• Task statement
Using the data beneath, show every line that includes the word "collect".

=== Section Start ===

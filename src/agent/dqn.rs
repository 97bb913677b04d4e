//! DQN agent
//!
//! Policy and target Q-networks with epsilon-greedy action selection,
//! replay-memory training and Polyak-averaged target updates.

use rand::rngs::StdRng;
use rand::Rng;
use serde::{Deserialize, Serialize};
use std::cmp::Ordering;
use std::path::Path;

use crate::config::AgentConfig;
use crate::error::{Result, TraderError};
use crate::strategy::{Action, NUM_ACTIONS};

use super::network::{Adam, QNetwork};
use super::replay::{ReplayMemory, Transition};

/// Gradient-norm ceiling applied before every optimizer step
const MAX_GRAD_NORM: f64 = 1.0;

/// Deep Q-learning agent
pub struct DqnAgent {
    /// Network being optimized
    policy: QNetwork,
    /// Slowly tracking copy used for bootstrap targets
    target: QNetwork,
    /// Optimizer bound to the policy parameters only
    optimizer: Adam,
    memory: ReplayMemory,
    config: AgentConfig,
    epsilon: f64,
    train_steps: usize,
    rng: StdRng,
}

impl DqnAgent {
    /// Create an agent for `state_dim`-wide observations
    ///
    /// The target network starts as an exact copy of the policy network.
    pub fn new(state_dim: usize, config: AgentConfig, mut rng: StdRng) -> Self {
        let policy = QNetwork::new(state_dim, config.dropout, &mut rng);
        let target = policy.clone();
        let optimizer = Adam::new(&policy, config.learning_rate);
        let memory = ReplayMemory::new(config.replay_capacity);
        let epsilon = config.epsilon_start;

        Self {
            policy,
            target,
            optimizer,
            memory,
            config,
            epsilon,
            train_steps: 0,
            rng,
        }
    }

    /// Epsilon-greedy action selection
    ///
    /// During training a uniform draw below epsilon picks a random action;
    /// otherwise, and always in evaluation, the policy's argmax is used.
    pub fn select_action(&mut self, state: &[f64], training: bool) -> Action {
        if training && self.rng.gen::<f64>() < self.epsilon {
            let index = self.rng.gen_range(0..NUM_ACTIONS);
            return Action::from_index(index).unwrap_or(Action::Hold);
        }
        self.greedy_action(state)
    }

    /// Deterministic argmax over the policy's action scores
    pub fn greedy_action(&self, state: &[f64]) -> Action {
        let scores = self.policy.predict(state);
        let index = scores
            .iter()
            .enumerate()
            .max_by(|(_, a), (_, b)| a.partial_cmp(b).unwrap_or(Ordering::Equal))
            .map(|(i, _)| i)
            .unwrap_or(0);
        Action::from_index(index).unwrap_or(Action::Hold)
    }

    /// Store a transition in replay memory
    pub fn remember(&mut self, transition: Transition) {
        self.memory.push(transition);
    }

    /// One gradient step over a sampled mini-batch
    ///
    /// Returns 0.0 without updating anything while the memory holds fewer
    /// transitions than the batch size; that is the expected warm-up state.
    pub fn train_step(&mut self) -> f64 {
        let batch_size = self.config.batch_size;
        let Ok(batch) = self.memory.sample(batch_size, &mut self.rng) else {
            return 0.0;
        };

        // Q(s, a) from the policy network, with dropout active
        let (q_values, cache) = self.policy.forward_train(&batch.states, &mut self.rng);

        // bootstrap targets from the frozen target network; terminal
        // transitions receive no bootstrap term
        let next_q = self.target.predict_batch(&batch.next_states);
        let mut targets = vec![0.0; batch_size];
        for i in 0..batch_size {
            let max_next = next_q
                .row(i)
                .iter()
                .copied()
                .fold(f64::NEG_INFINITY, f64::max);
            targets[i] = if batch.dones[i] {
                batch.rewards[i]
            } else {
                batch.rewards[i] + self.config.gamma * max_next
            };
        }

        // mean-squared error over the taken actions only
        let mut loss = 0.0;
        let mut grad_output = ndarray::Array2::zeros((batch_size, NUM_ACTIONS));
        for i in 0..batch_size {
            let action = batch.actions[i];
            let diff = q_values[[i, action]] - targets[i];
            loss += diff * diff;
            grad_output[[i, action]] = 2.0 * diff / batch_size as f64;
        }
        loss /= batch_size as f64;

        let mut grads = self.policy.backward(&cache, &grad_output);
        grads.clip_norm(MAX_GRAD_NORM);
        self.optimizer.step(&mut self.policy, &grads);

        self.target.soft_update(&self.policy, self.config.tau);
        self.epsilon = (self.epsilon * self.config.epsilon_decay).max(self.config.epsilon_min);
        self.train_steps += 1;

        loss
    }

    /// Current exploration rate
    pub fn epsilon(&self) -> f64 {
        self.epsilon
    }

    /// Number of gradient steps taken
    pub fn train_steps(&self) -> usize {
        self.train_steps
    }

    /// Stored transitions
    pub fn memory_len(&self) -> usize {
        self.memory.len()
    }

    /// Squared parameter distance between target and policy networks
    pub fn target_distance(&self) -> f64 {
        self.target.parameter_distance(&self.policy)
    }

    /// Save policy and target parameters to a JSON checkpoint
    pub fn save<P: AsRef<Path>>(&self, path: P) -> Result<()> {
        let checkpoint = Checkpoint {
            policy: self.policy.clone(),
            target: self.target.clone(),
            config: self.config.clone(),
            epsilon: self.epsilon,
            train_steps: self.train_steps,
        };
        let file = std::fs::File::create(path.as_ref())?;
        serde_json::to_writer(file, &checkpoint)?;
        Ok(())
    }

    /// Restore an agent from a JSON checkpoint with a fresh replay memory
    pub fn load<P: AsRef<Path>>(path: P, rng: StdRng) -> Result<Self> {
        let file = std::fs::File::open(path.as_ref()).map_err(|e| {
            TraderError::Checkpoint(format!("{}: {e}", path.as_ref().display()))
        })?;
        let checkpoint: Checkpoint = serde_json::from_reader(file)?;

        let optimizer = Adam::new(&checkpoint.policy, checkpoint.config.learning_rate);
        let memory = ReplayMemory::new(checkpoint.config.replay_capacity);

        Ok(Self {
            policy: checkpoint.policy,
            target: checkpoint.target,
            optimizer,
            memory,
            epsilon: checkpoint.epsilon,
            train_steps: checkpoint.train_steps,
            config: checkpoint.config,
            rng,
        })
    }
}

/// Serialized agent state
#[derive(Serialize, Deserialize)]
struct Checkpoint {
    policy: QNetwork,
    target: QNetwork,
    config: AgentConfig,
    epsilon: f64,
    train_steps: usize,
}
//! Performance metrics
//!
//! Reduces a portfolio-value series and trade ledger to the standard
//! summary numbers, overall and per calendar year.

use chrono::{Datelike, NaiveDate};
use serde::{Deserialize, Serialize};

use crate::calc::{mean, round_to, std_dev};
use crate::env::{Trade, TradeSide};

/// Trading days per year, for annualizing the Sharpe ratio
const TRADING_DAYS: f64 = 252.0;

/// Ceiling applied to the profit factor so downstream consumers never see
/// an unbounded value
const PROFIT_FACTOR_CAP: f64 = 99.99;

/// Years with fewer observations than this are skipped in the breakdown
const MIN_YEAR_OBSERVATIONS: usize = 5;

/// Aggregate performance of one simulated trajectory
#[derive(Debug, Clone, PartialEq, Serialize, Deserialize)]
pub struct StrategyMetrics {
    /// Total return over the series, percent
    pub total_return: f64,
    /// Share of completed round trips that closed higher, percent
    pub win_rate: f64,
    /// Annualized daily-return Sharpe ratio
    pub sharpe_ratio: f64,
    /// Worst peak-to-trough decline, negative percent
    pub max_drawdown: f64,
    /// Completed round trips
    pub total_trades: usize,
    /// Summed gains over summed losses, capped
    pub profit_factor: f64,
}

/// One year of one strategy's performance
#[derive(Debug, Clone, PartialEq, Serialize, Deserialize)]
pub struct YearlyRecord {
    pub year: i32,
    pub strategy: String,
    /// Return within the year, percent
    pub return_pct: f64,
    /// Completed round trips within the year
    pub trades: usize,
    pub win_rate: f64,
    pub sharpe: f64,
    pub max_dd: f64,
    pub profit_factor: f64,
}

/// Per-step simple returns with non-finite entries filtered out
fn simple_returns(values: &[f64]) -> Vec<f64> {
    values
        .windows(2)
        .map(|pair| (pair[1] - pair[0]) / pair[0])
        .filter(|r| r.is_finite())
        .collect()
}

/// Pair consecutive BUY/SELL ledger entries into round trips
///
/// Returns (wins, completed round trips). A trailing BUY with no matching
/// SELL is excluded from both counts; that asymmetry is part of the
/// reported numbers, not an error.
fn pair_trades(trades: &[Trade]) -> (usize, usize) {
    let mut wins = 0;
    let mut total = 0;
    let mut i = 0;
    while i + 1 < trades.len() {
        if trades[i].side == TradeSide::Buy && trades[i + 1].side == TradeSide::Sell {
            if trades[i + 1].price > trades[i].price {
                wins += 1;
            }
            total += 1;
            i += 2;
        } else {
            i += 1;
        }
    }
    (wins, total)
}

/// Annualized Sharpe ratio, 0.0 on empty or zero-variance returns
fn sharpe_ratio(returns: &[f64]) -> f64 {
    let std = std_dev(returns);
    if returns.is_empty() || std == 0.0 {
        return 0.0;
    }
    mean(returns) / std * TRADING_DAYS.sqrt()
}

/// Worst decline from a running peak, as a negative percentage
fn max_drawdown(values: &[f64]) -> f64 {
    let mut peak = f64::NEG_INFINITY;
    let mut worst = 0.0f64;
    for &v in values {
        peak = peak.max(v);
        let drawdown = (v - peak) / peak * 100.0;
        worst = worst.min(drawdown);
    }
    worst
}

/// Summed gains over summed losses, capped at the sentinel ceiling
fn profit_factor(returns: &[f64]) -> f64 {
    let gains: f64 = returns.iter().filter(|r| **r > 0.0).sum();
    let losses: f64 = returns.iter().filter(|r| **r < 0.0).sum::<f64>().abs();
    if losses > 0.0 {
        (gains / losses).min(PROFIT_FACTOR_CAP)
    } else {
        PROFIT_FACTOR_CAP
    }
}

/// Compute the aggregate metrics for one trajectory
pub fn compute_metrics(values: &[f64], trades: &[Trade]) -> StrategyMetrics {
    let returns = simple_returns(values);
    let total_return = (values[values.len() - 1] / values[0] - 1.0) * 100.0;

    let (wins, total) = pair_trades(trades);
    let win_rate = if total > 0 {
        wins as f64 / total as f64 * 100.0
    } else {
        0.0
    };

    StrategyMetrics {
        total_return: round_to(total_return, 2),
        win_rate: round_to(win_rate, 1),
        sharpe_ratio: round_to(sharpe_ratio(&returns), 2),
        max_drawdown: round_to(max_drawdown(values), 1),
        total_trades: total,
        profit_factor: round_to(profit_factor(&returns), 2),
    }
}

/// Recompute the metrics independently within each calendar year
///
/// Years with fewer than `MIN_YEAR_OBSERVATIONS` steps are skipped. Trades
/// belong to the year of the date at their step index.
pub fn compute_yearly(
    values: &[f64],
    trades: &[Trade],
    dates: &[NaiveDate],
    strategy: &str,
) -> Vec<YearlyRecord> {
    let n = dates.len().min(values.len());
    if n == 0 {
        return Vec::new();
    }

    let mut years: Vec<i32> = dates[..n].iter().map(|d| d.year()).collect();
    years.sort_unstable();
    years.dedup();

    let mut records = Vec::new();
    for year in years {
        let indices: Vec<usize> = (0..n).filter(|&i| dates[i].year() == year).collect();
        if indices.len() < MIN_YEAR_OBSERVATIONS {
            continue;
        }

        let year_values: Vec<f64> = indices.iter().map(|&i| values[i]).collect();
        let year_returns = simple_returns(&year_values);
        let return_pct = (year_values[year_values.len() - 1] / year_values[0] - 1.0) * 100.0;

        let year_trades: Vec<Trade> = trades
            .iter()
            .filter(|t| dates[t.step.min(n - 1)].year() == year)
            .copied()
            .collect();
        let (wins, total) = pair_trades(&year_trades);
        let win_rate = if total > 0 {
            wins as f64 / total as f64 * 100.0
        } else {
            0.0
        };

        records.push(YearlyRecord {
            year,
            strategy: strategy.to_string(),
            return_pct: round_to(return_pct, 1),
            trades: total,
            win_rate: round_to(win_rate, 1),
            sharpe: round_to(sharpe_ratio(&year_returns), 2),
            max_dd: round_to(max_drawdown(&year_values), 1),
            profit_factor: round_to(profit_factor(&year_returns), 2),
        });
    }

    records
}

#[cfg(test)]
mod tests {
    use super::*;

    fn trade(side: TradeSide, step: usize, price: f64) -> Trade {
        Trade { side, step, price }
    }

    #[test]
    fn test_round_trip_drawdown_scenario() {
        let values = [100_000.0, 101_000.0, 99_000.0, 100_000.0];
        let metrics = compute_metrics(&values, &[]);
        assert_eq!(metrics.total_return, 0.0);
        // peak 101000 to trough 99000
        let raw = max_drawdown(&values);
        assert!((raw - (-1.9801980198019802)).abs() < 1e-9);
        assert_eq!(metrics.max_drawdown, -2.0);
    }

    #[test]
    fn test_win_rate_pairing() {
        let trades = [
            trade(TradeSide::Buy, 0, 100.0),
            trade(TradeSide::Sell, 5, 110.0),
            trade(TradeSide::Buy, 8, 105.0),
            trade(TradeSide::Sell, 12, 95.0),
        ];
        let metrics = compute_metrics(&[100_000.0, 100_500.0], &trades);
        assert_eq!(metrics.total_trades, 2);
        assert_eq!(metrics.win_rate, 50.0);
    }

    #[test]
    fn test_trailing_buy_is_excluded() {
        let trades = [
            trade(TradeSide::Buy, 0, 100.0),
            trade(TradeSide::Sell, 5, 110.0),
            trade(TradeSide::Buy, 8, 105.0),
        ];
        let (wins, total) = pair_trades(&trades);
        assert_eq!((wins, total), (1, 1));
    }

    #[test]
    fn test_win_rate_no_trades() {
        let metrics = compute_metrics(&[100.0, 101.0], &[]);
        assert_eq!(metrics.win_rate, 0.0);
        assert_eq!(metrics.total_trades, 0);
    }

    #[test]
    fn test_sharpe_zero_variance() {
        assert_eq!(sharpe_ratio(&[0.01, 0.01, 0.01]), 0.0);
        assert_eq!(sharpe_ratio(&[]), 0.0);
    }

    #[test]
    fn test_sharpe_annualization() {
        let returns = [0.01, -0.005, 0.02, 0.0, 0.003];
        let expected = mean(&returns) / std_dev(&returns) * 252f64.sqrt();
        assert!((sharpe_ratio(&returns) - expected).abs() < 1e-12);
    }

    #[test]
    fn test_profit_factor_cap_without_losses() {
        assert_eq!(profit_factor(&[0.01, 0.02]), 99.99);
        assert_eq!(profit_factor(&[]), 99.99);
    }

    #[test]
    fn test_profit_factor_ratio() {
        let pf = profit_factor(&[0.03, -0.01, 0.01, -0.01]);
        assert!((pf - 2.0).abs() < 1e-12);
    }

    #[test]
    fn test_non_finite_returns_filtered() {
        // a zero value would produce an infinite return for the next step
        let returns = simple_returns(&[100.0, 0.0, 50.0]);
        assert_eq!(returns.len(), 1);
        assert_eq!(returns[0], -1.0);
    }

    #[test]
    fn test_yearly_groups_and_skips_sparse_years() {
        let start_2020 = NaiveDate::from_ymd_opt(2020, 1, 1).unwrap();
        let mut dates: Vec<NaiveDate> = (0..10)
            .map(|i| start_2020 + chrono::Days::new(i))
            .collect();
        // only 3 observations in 2021: below the minimum, skipped
        let start_2021 = NaiveDate::from_ymd_opt(2021, 1, 1).unwrap();
        dates.extend((0..3).map(|i| start_2021 + chrono::Days::new(i)));

        let values: Vec<f64> = (0..13).map(|i| 100_000.0 + i as f64 * 100.0).collect();
        let records = compute_yearly(&values, &[], &dates, "test");
        assert_eq!(records.len(), 1);
        assert_eq!(records[0].year, 2020);
        assert_eq!(records[0].strategy, "test");
    }

    #[test]
    fn test_yearly_trade_assignment() {
        let start_2020 = NaiveDate::from_ymd_opt(2020, 1, 1).unwrap();
        let mut dates: Vec<NaiveDate> = (0..10)
            .map(|i| start_2020 + chrono::Days::new(i))
            .collect();
        let start_2021 = NaiveDate::from_ymd_opt(2021, 1, 1).unwrap();
        dates.extend((0..10).map(|i| start_2021 + chrono::Days::new(i)));

        let values: Vec<f64> = (0..20).map(|_| 100_000.0).collect();
        let trades = [
            trade(TradeSide::Buy, 1, 100.0),
            trade(TradeSide::Sell, 3, 105.0),
            trade(TradeSide::Buy, 12, 100.0),
            trade(TradeSide::Sell, 14, 90.0),
        ];
        let records = compute_yearly(&values, &trades, &dates, "test");
        assert_eq!(records.len(), 2);
        assert_eq!(records[0].year, 2020);
        assert_eq!(records[0].trades, 1);
        assert_eq!(records[0].win_rate, 100.0);
        assert_eq!(records[1].year, 2021);
        assert_eq!(records[1].trades, 1);
        assert_eq!(records[1].win_rate, 0.0);
    }

    #[test]
    fn test_yearly_ascending_order() {
        let mut dates = Vec::new();
        for year in [2019, 2020, 2021] {
            let start = NaiveDate::from_ymd_opt(year, 1, 1).unwrap();
            dates.extend((0..8).map(|i| start + chrono::Days::new(i)));
        }
        let values = vec![100_000.0; dates.len()];
        let records = compute_yearly(&values, &[], &dates, "test");
        let years: Vec<i32> = records.iter().map(|r| r.year).collect();
        assert_eq!(years, vec![2019, 2020, 2021]);
    }
}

=== Section End ===

• Task result
        .collect()
    let mut years: Vec<i32> = dates[..n].iter().map(|d| d.year()).collect();
        let indices: Vec<usize> = (0..n).filter(|&i| dates[i].year() == year).collect();
        let year_values: Vec<f64> = indices.iter().map(|&i| values[i]).collect();
            .collect();
            .collect();
        let values: Vec<f64> = (0..13).map(|i| 100_000.0 + i as f64 * 100.0).collect();
            .collect();
        let values: Vec<f64> = (0..20).map(|_| 100_000.0).collect();
        let years: Vec<i32> = records.iter().map(|r| r.year).collect();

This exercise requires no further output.